Among the primary outcomes of interest was infectious complications or the number of patients with infectious complications. We used infectious complications as defined by the original authors. Secondary outcomes included wound infections, noninfectious complications, and hospital length of stay. For data expressed as an event, the numbers
of patients with the event GSK J4 purchase and sample size for each group in each study were entered into the analyses. All data reported from the individual studies are expressed as an odds ratio (OR) with the associated 95% CI. For length of stay (LOS), the mean, SD, and number of patients for each group were entered into the analyses. The difference in the means, SEs, and associated 95% CIs were calculated. A random effects model was used to calculate all summary parameters. The
random effects model is used when studies are not Ku-0059436 order functionally similar and/or cannot be assumed to all have a common effect size. Under the random effects model, the assumption is that each study is estimating a unique effect, and therefore, the null hypothesis is that the mean of the true effects is zero. The studies included in this analysis contained different populations (eg, cancer and noncancer), different supplement durations, and different control ONS products, therefore, a priori it was decided they were heterogeneous and the random effects model was appropriate. Forest plots were prepared to graphically represent the meta-analysis; the area of each square is proportional to the study’s Dipeptidyl peptidase weight in the meta-analysis and the diamond depicts the overall summary and 95% CI of the analysis.
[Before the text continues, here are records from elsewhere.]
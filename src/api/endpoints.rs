//! 各任务类型的 HTTP 端点
//!
//! HttpTaskEndpoint 同时实现触发（TaskTrigger）与状态查询（StatusFetcher）：
//! - Agent：POST 启动 `{agent_type, params}`，GET 查询状态
//! - 题目生成：GET 触发，GET question_result
//! - 测验分析：POST 评分结果，GET analysis_result

use async_trait::async_trait;
use serde_json::{json, Value};

use crate::api::client::fill_task_path;
use crate::api::{ApiClient, ChatBackend, TaskTrigger};
use crate::config::PathsSection;
use crate::core::{ApiError, StatusFetcher, StatusSnapshot, TaskKind, TaskRequest, TaskState, TriggerReceipt};
use crate::memory::{ChatReply, ChatTranscript};

/// 某一任务类型的触发与状态端点
#[derive(Clone)]
pub struct HttpTaskEndpoint {
    client: ApiClient,
    kind: TaskKind,
    trigger_path: String,
    status_path: String,
}

impl HttpTaskEndpoint {
    pub fn new(client: ApiClient, kind: TaskKind, paths: &PathsSection) -> Self {
        let (trigger_path, status_path) = match kind {
            TaskKind::Agent => (&paths.agent_start, &paths.agent_status),
            TaskKind::QuestionGeneration => (&paths.question_generate, &paths.question_status),
            TaskKind::QuizAnalysis => (&paths.quiz_analyze, &paths.quiz_status),
        };
        Self {
            client,
            kind,
            trigger_path: trigger_path.clone(),
            status_path: status_path.clone(),
        }
    }

    pub fn kind(&self) -> TaskKind {
        self.kind
    }
}

#[async_trait]
impl TaskTrigger for HttpTaskEndpoint {
    async fn trigger(&self, request: &TaskRequest) -> Result<TriggerReceipt, ApiError> {
        if request.kind() != self.kind {
            return Err(ApiError::Validation(format!(
                "{} request sent to {} endpoint",
                request.kind(),
                self.kind
            )));
        }

        let response = match request {
            TaskRequest::Agent { agent_type, params } => {
                let body = json!({ "agent_type": agent_type, "params": params });
                self.client.post_json(&self.trigger_path, &body).await?
            }
            TaskRequest::QuestionGeneration => self.client.get_json(&self.trigger_path).await?,
            TaskRequest::QuizAnalysis { evaluation } => {
                self.client.post_json(&self.trigger_path, evaluation).await?
            }
        };
        parse_trigger_receipt(&response)
    }
}

#[async_trait]
impl StatusFetcher for HttpTaskEndpoint {
    async fn fetch_status(&self, task_id: &str) -> Result<StatusSnapshot, ApiError> {
        let path = fill_task_path(&self.status_path, task_id);
        let raw = self.client.get_json(&path).await?;
        if !raw.is_object() {
            return Err(ApiError::Decode(format!("status response is not an object: {raw}")));
        }
        Ok(StatusSnapshot::from_value(raw))
    }
}

/// 解析触发应答；缺少 task_id 视为失败
pub fn parse_trigger_receipt(response: &Value) -> Result<TriggerReceipt, ApiError> {
    let task_id = response
        .get("task_id")
        .and_then(Value::as_str)
        .filter(|id| !id.trim().is_empty())
        .ok_or_else(|| ApiError::Decode("no task_id in trigger response".to_string()))?;

    let state = ["state", "status"]
        .iter()
        .find_map(|key| response.get(*key).and_then(Value::as_str))
        .and_then(TaskState::parse)
        .unwrap_or(TaskState::Pending);

    Ok(TriggerReceipt {
        task_id: task_id.to_string(),
        state,
    })
}

/// AI 导师聊天端点
#[derive(Clone)]
pub struct HttpChatBackend {
    client: ApiClient,
    chat_path: String,
    history_path: String,
}

impl HttpChatBackend {
    pub fn new(client: ApiClient, paths: &PathsSection) -> Self {
        Self {
            client,
            chat_path: paths.chat.clone(),
            history_path: paths.chat_history.clone(),
        }
    }
}

#[async_trait]
impl ChatBackend for HttpChatBackend {
    async fn send_message(&self, message: &str, session_id: Option<&str>) -> Result<ChatReply, ApiError> {
        let body = json!({ "message": message, "session_id": session_id });
        let raw = self.client.post_json(&self.chat_path, &body).await?;
        if raw.is_null() {
            return Err(ApiError::Decode("empty chat response".to_string()));
        }
        serde_json::from_value(raw).map_err(|e| ApiError::Decode(e.to_string()))
    }

    async fn load_history(
        &self,
        session_id: Option<&str>,
        limit: usize,
    ) -> Result<Option<ChatTranscript>, ApiError> {
        let mut query = vec![("limit", limit.to_string())];
        if let Some(id) = session_id {
            query.push(("session_id", id.to_string()));
        }
        let raw = self
            .client
            .get_json_with_query(&self.history_path, &query)
            .await?;
        parse_transcript(raw)
    }
}

/// 历史响应有两种形状：`{conversation: {...}}` 或 `{conversations: [...]}`（取第一段）
pub fn parse_transcript(raw: Value) -> Result<Option<ChatTranscript>, ApiError> {
    let conversation = match raw.get("conversation").filter(|c| c.is_object()) {
        Some(c) => Some(c.clone()),
        None => raw
            .get("conversations")
            .and_then(Value::as_array)
            .and_then(|list| list.first().cloned()),
    };
    conversation
        .map(|c| serde_json::from_value(c).map_err(|e| ApiError::Decode(e.to_string())))
        .transpose()
}

#[cfg(test)]
mod tests {
    use super::*;

    #[test]
    fn test_trigger_receipt_requires_task_id() {
        let err = parse_trigger_receipt(&json!({"status": "PENDING"})).unwrap_err();
        assert!(matches!(err, ApiError::Decode(_)));
        assert!(parse_trigger_receipt(&json!({"task_id": ""})).is_err());

        let ok = parse_trigger_receipt(&json!({"task_id": "t-9", "status": "started"})).unwrap();
        assert_eq!(ok.task_id, "t-9");
        assert_eq!(ok.state, TaskState::Started);

        let bare = parse_trigger_receipt(&json!({"task_id": "t-10"})).unwrap();
        assert_eq!(bare.state, TaskState::Pending);
    }

    #[test]
    fn test_transcript_shapes() {
        let single = json!({
            "conversation": {
                "session_id": "s1",
                "messages": [{"role": "user", "content": "hi", "timestamp": "2024-05-01T10:00:00Z"}]
            }
        });
        let t = parse_transcript(single).unwrap().unwrap();
        assert_eq!(t.session_id.as_deref(), Some("s1"));
        assert_eq!(t.messages.len(), 1);

        let many = json!({"conversations": [{"session_id": "s2", "messages": []}, {"session_id": "s3"}]});
        let t = parse_transcript(many).unwrap().unwrap();
        assert_eq!(t.session_id.as_deref(), Some("s2"));

        assert!(parse_transcript(json!({"conversations": []})).unwrap().is_none());
        assert!(parse_transcript(json!({})).unwrap().is_none());
    }

    #[tokio::test]
    async fn test_trigger_rejects_mismatched_kind() {
        use std::sync::Arc;

        let client = ApiClient::new("http://127.0.0.1:9", 1, Arc::new(crate::api::NoCredentials)).unwrap();
        let endpoint = HttpTaskEndpoint::new(client, TaskKind::QuizAnalysis, &PathsSection::default());
        let err = endpoint.trigger(&TaskRequest::QuestionGeneration).await.unwrap_err();
        assert!(matches!(err, ApiError::Validation(_)));
    }
}
//! 外部协作方抽象
//!
//! 触发端点（返回 task_id）与聊天端点。状态查询能力见 [`crate::core::StatusFetcher`]。

use async_trait::async_trait;

use crate::core::{ApiError, TaskRequest, TriggerReceipt};
use crate::memory::{ChatReply, ChatTranscript};

/// 触发一个服务端异步作业
#[async_trait]
pub trait TaskTrigger: Send + Sync {
    async fn trigger(&self, request: &TaskRequest) -> Result<TriggerReceipt, ApiError>;
}

/// AI 导师聊天端点
#[async_trait]
pub trait ChatBackend: Send + Sync {
    async fn send_message(&self, message: &str, session_id: Option<&str>) -> Result<ChatReply, ApiError>;

    /// 返回最近的一段对话；服务端没有历史时为 None
    async fn load_history(
        &self,
        session_id: Option<&str>,
        limit: usize,
    ) -> Result<Option<ChatTranscript>, ApiError>;
}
Analyses were performed using the software package Comprehensive Meta-Analysis, version 2 (Biostat, Inc.). Sixteen studies of the use of preoperative IN were identified. One study8 was excluded from our analysis because it was a retrospective analysis of prospectively collected data. The Preferred Reporting of Systematic Reviews and Meta-Analyses flow diagram in Figure 1 summarizes the process. Of the 15 studies, 2 had multiple arms, which
allowed them to be used in both subsets of analyses. Sufficient data were available for the analysis for 4 clinically relevant outcomes: wound infections, all infectious complications, noninfectious complications, and LOS. Five hundred and sixty-one patients in 8 RCTs9, 10, 11, 12, 13, 14, 15 and 16 of preoperative IN vs ONS were identified (Table 1) and 895 patients in 9 RCTs of IN vs no supplements were also identified (Table 2).11, 14, 17, 18, 19, 20, 21, 22 and 23 When compared with ONS, preoperative IN was not associated with a reduced rate of wound infection (OR = 0.97; 95% CI, 0.45–2.11; p = 0.94), all infectious complications (OR = 0.71; 95% CI, 0.30–1.68; p = 0.44), noninfectious complications (OR = 1.25; 95% CI, 0.64–2.43; p = 0.52), or LOS (mean difference 0.07; 95% CI, −2.29 to 2.43; p = 0.96) (Fig. 2).